### [PROVIDED DATA]
================

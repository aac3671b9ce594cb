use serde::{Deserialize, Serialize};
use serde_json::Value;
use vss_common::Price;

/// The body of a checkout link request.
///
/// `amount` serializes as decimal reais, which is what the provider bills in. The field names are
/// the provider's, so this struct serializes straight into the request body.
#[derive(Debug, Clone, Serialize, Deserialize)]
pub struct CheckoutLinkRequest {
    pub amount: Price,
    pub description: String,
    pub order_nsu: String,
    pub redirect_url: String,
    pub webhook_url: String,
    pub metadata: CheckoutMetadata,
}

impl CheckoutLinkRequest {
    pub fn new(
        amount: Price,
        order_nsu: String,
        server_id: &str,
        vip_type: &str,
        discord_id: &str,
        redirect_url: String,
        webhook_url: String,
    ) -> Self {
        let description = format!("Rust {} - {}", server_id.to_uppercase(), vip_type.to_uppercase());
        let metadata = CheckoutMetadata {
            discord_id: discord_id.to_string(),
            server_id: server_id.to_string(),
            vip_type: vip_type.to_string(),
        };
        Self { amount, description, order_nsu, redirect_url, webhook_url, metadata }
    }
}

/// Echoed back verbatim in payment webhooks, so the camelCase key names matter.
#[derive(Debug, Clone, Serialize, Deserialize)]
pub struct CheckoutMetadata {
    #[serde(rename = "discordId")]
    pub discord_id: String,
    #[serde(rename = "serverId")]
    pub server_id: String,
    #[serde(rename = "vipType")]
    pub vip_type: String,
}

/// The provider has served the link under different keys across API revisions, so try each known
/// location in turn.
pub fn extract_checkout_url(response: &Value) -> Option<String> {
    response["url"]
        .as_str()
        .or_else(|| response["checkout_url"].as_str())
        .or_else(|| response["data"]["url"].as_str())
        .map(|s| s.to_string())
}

================

### [BRIEF]
Your response should consist of the full listing, repeated exactly.

### [ANSWER TO THIS EXERCISE]
repository aac3671b9ce594cb
use serde::{Deserialize, Serialize};
use serde_json::Value;
use vss_common::Price;

/// The body of a checkout link request.
///
/// `amount` serializes as decimal reais, which is what the provider bills in. The field names are
/// the provider's, so this struct serializes straight into the request body.
#[derive(Debug, Clone, Serialize, Deserialize)]
pub struct CheckoutLinkRequest {
    pub amount: Price,
    pub description: String,
    pub order_nsu: String,
    pub redirect_url: String,
    pub webhook_url: String,
    pub metadata: CheckoutMetadata,
}

impl CheckoutLinkRequest {
    pub fn new(
        amount: Price,
        order_nsu: String,
        server_id: &str,
        vip_type: &str,
        discord_id: &str,
        redirect_url: String,
        webhook_url: String,
    ) -> Self {
        let description = format!("Rust {} - {}", server_id.to_uppercase(), vip_type.to_uppercase());
        let metadata = CheckoutMetadata {
            discord_id: discord_id.to_string(),
            server_id: server_id.to_string(),
            vip_type: vip_type.to_string(),
        };
        Self { amount, description, order_nsu, redirect_url, webhook_url, metadata }
    }
}

/// Echoed back verbatim in payment webhooks, so the camelCase key names matter.
#[derive(Debug, Clone, Serialize, Deserialize)]
pub struct CheckoutMetadata {
    #[serde(rename = "discordId")]
    pub discord_id: String,
    #[serde(rename = "serverId")]
    pub server_id: String,
    #[serde(rename = "vipType")]
    pub vip_type: String,
}

/// The provider has served the link under different keys across API revisions, so try each known
/// location in turn.
pub fn extract_checkout_url(response: &Value) -> Option<String> {
    response["url"]
        .as_str()
        .or_else(|| response["checkout_url"].as_str())
        .or_else(|| response["data"]["url"].as_str())
        .map(|s| s.to_string())
}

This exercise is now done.